Results • Hits and Faults • Query counts as a cache hit only if it can be fully answered from the cache, otherwise it is a fault. • Cold and Warm caches • The reported hit ratios are for warm caches. • The definition of a warm cache • PLRU and TLRU: • Once the page queue is full. • PSLRU and TSLRU: • Once the probationary segment of the SLRU becomes full for the first time. • PDC cache becomes warm • Once either the probationary segment of the SLRU or the PQ component reach full capacity.

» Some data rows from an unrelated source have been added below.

//! # Schema Model
//!
//! In-memory representation of the web service schema document.
//!
//! The tree is `Api -> Service -> Action -> Param`. Decoding is all-or-nothing:
//! either the full tree is produced or an `AppError` is returned.

use crate::error::{AppError, AppResult};
use serde::Deserialize;
use std::fs;
use std::path::Path;

/// The decoded schema document.
#[derive(Debug, Clone, PartialEq, Eq, Deserialize)]
pub struct Api {
    /// Every service exposed by the remote API, in declaration order.
    #[serde(rename = "webServices")]
    pub services: Vec<Service>,
}

/// One exposed API surface, identified by its path.
#[derive(Debug, Clone, PartialEq, Eq, Deserialize)]
pub struct Service {
    /// Slash-delimited hierarchical identifier, e.g. `api/user_groups`.
    pub path: String,
    /// Human readable description.
    #[serde(default)]
    pub description: String,
    /// Operations of the service, in declaration order.
    #[serde(default)]
    pub actions: Vec<Action>,
}

/// One operation within a service.
#[derive(Debug, Clone, PartialEq, Eq, Deserialize)]
#[serde(rename_all = "camelCase")]
pub struct Action {
    /// Wire identifier, e.g. `search`.
    pub key: String,
    /// Human readable description.
    #[serde(default)]
    pub description: String,
    /// Whether the action is internal to the remote API.
    #[serde(default)]
    pub internal: bool,
    /// Whether the action expects a POST request.
    #[serde(default)]
    pub post: bool,
    /// Whether an example response is available upstream.
    #[serde(default)]
    pub has_response_example: bool,
    /// Input parameters, in declaration order.
    #[serde(default)]
    pub params: Vec<Param>,
}

/// One input field of an action.
#[derive(Debug, Clone, PartialEq, Eq, Deserialize)]
#[serde(rename_all = "camelCase")]
pub struct Param {
    /// Wire identifier, e.g. `organization`.
    pub key: String,
    /// Human readable description.
    #[serde(default)]
    pub description: String,
    /// Whether the parameter is internal to the remote API.
    #[serde(default)]
    pub internal: bool,
    /// Whether the parameter is mandatory.
    #[serde(default)]
    pub required: bool,
    /// Version since which the parameter is deprecated. Empty when it is not.
    #[serde(default)]
    pub deprecated_since: String,
}

impl Api {
    /// Decodes a schema document from raw bytes.
    pub fn from_slice(bytes: &[u8]) -> AppResult<Self> {
        Ok(serde_json::from_slice(bytes)?)
    }

    /// Decodes a schema document from a string.
    pub fn from_json(json: &str) -> AppResult<Self> {
        Self::from_slice(json.as_bytes())
    }
}

/// Reads and decodes the schema file at `path`.
///
/// # Errors
///
/// * `AppError::SchemaRead` if the file cannot be read.
/// * `AppError::SchemaDecode` if the content is not a valid schema document.
pub fn load_schema(path: &Path) -> AppResult<Api> {
    let bytes = fs::read(path).map_err(|source| AppError::SchemaRead {
        path: path.to_path_buf(),
        source,
    })?;
    Api::from_slice(&bytes)
}
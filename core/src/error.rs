//! # Error Handling
//!
//! Provides the unified `AppError` enum used across the workspace.
//!
//! Errors fall into two groups. Schema acquisition errors (`SchemaRead`,
//! `SchemaDecode`) abort the whole run. Everything else is raised while
//! producing a single output unit and is recorded against that endpoint.

use derive_more::{Display, From};
use std::path::PathBuf;

/// The Global Error Enum.
///
/// We use `derive_more` for boilerplate.
/// Note: String errors default to `General`.
#[derive(Debug, Display, From)]
pub enum AppError {
    /// The schema file could not be read.
    #[from(ignore)]
    #[display("Unable to read schema file {}: {source}", path.display())]
    SchemaRead {
        /// Location of the schema file.
        path: PathBuf,
        /// Underlying IO failure.
        source: std::io::Error,
    },

    /// The schema content does not match the expected shape.
    #[display("Unable to decode schema: {_0}")]
    SchemaDecode(serde_json::Error),

    /// An output unit could not be written.
    #[from(ignore)]
    #[display("Unable to write {}: {source}", path.display())]
    OutputWrite {
        /// Destination of the output unit.
        path: PathBuf,
        /// Underlying IO failure.
        source: std::io::Error,
    },

    /// Two keys derive the same identifier inside one generated scope.
    #[from(ignore)]
    #[display("Name collision in {scope}: keys {} all derive `{name}`", keys.join(", "))]
    NameCollision {
        /// The record (or unit) in which the collision occurs.
        scope: String,
        /// The identifier derived by every colliding key.
        name: String,
        /// The original keys, in declaration order.
        keys: Vec<String>,
    },

    /// A key cannot be turned into a Rust identifier.
    #[from(ignore)]
    #[display("Key `{key}` cannot be used as an identifier: {reason}")]
    InvalidIdentifier {
        /// The original key.
        key: String,
        /// Why the conversion failed.
        reason: String,
    },

    /// Rendered source text failed to parse.
    #[from(ignore)]
    #[display("Generated code is not valid Rust: {_0}")]
    InvalidOutput(String),

    /// Generic errors.
    #[display("General Error: {_0}")]
    General(String),
}

impl AppError {
    /// Returns `true` when the error must abort the whole generation run.
    pub fn is_fatal(&self) -> bool {
        matches!(self, AppError::SchemaRead { .. } | AppError::SchemaDecode(_))
    }
}

impl std::error::Error for AppError {
    fn source(&self) -> Option<&(dyn std::error::Error + 'static)> {
        match self {
            AppError::SchemaRead { source, .. } | AppError::OutputWrite { source, .. } => {
                Some(source)
            }
            AppError::SchemaDecode(e) => Some(e),
            _ => None,
        }
    }
}

/// Helper type alias for Result using AppError.
pub type AppResult<T> = Result<T, AppError>;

Results (PLRU and TLRU) • LRU(s,3) is always higher than LRU(4s,1). In fact, LRU(16000,3) is higher than LRU(512000,1), despite the latter cache being 32 times larger. • For s=4000, the optimal fetch unit for both schemes (PLRU, TLRU) is 3. • The optimal fetch unit increases as the size of the cache increases. • The increase in performance that is gained by doubling the cache size is large for small caches
Results for PSLRU and TSLRU • The Ratio:The ratio of probationary segment to the whole cache. • For larger cache sizes, increased fetch unit helps more. • Lower ratios help more influential when the cache size is large.
Results for PDC • Two new degrees of freedom: • Length of the Query Window (QW) • The ratio between the capacity of the SLRU, which holds the (t,1) pages, and the capacity of the priority queue PQ, that holds all other result pages. • Again the most significant degree of freedom: fetch unit.
Results for PDC • Again the optimal fetch unit increases as the cache size increases. • The results indicate that the optimal window length grows as the cache size grows. • With small cache sizes, it is best to consider only the most recent requests. As the cache grows, it pays to consider growing request histories when replacing cached pages. • The optimal PQ size shrinks as the cache grows. • The probationary segment of the SLRU should be dominant for small caches, but both SLRU segments should be roughly of equal size in large caches.
Conclusion • Five replacement policies for cached search result pages. • PDC is superior to the other tested caching schemes. • For large cache sizes, PDC outperforms LRU-based caches that are twice as large. • It achieves hit ratios of 0.53 on a query log whose theoretic hit ratio is bounded by 0.629. • The impact of fetch unit is much greater than any other internal partitioning of the cache. • The optimal fetch unit depends only on the total size of the cache.
Discussion • Is the computational complexity of O(log(cache size) acceptable? • Considering the memory getting cheaper, does the slight improvement worth these computations? • They don’t show how they used their initial analysis on the logs for presenting their method.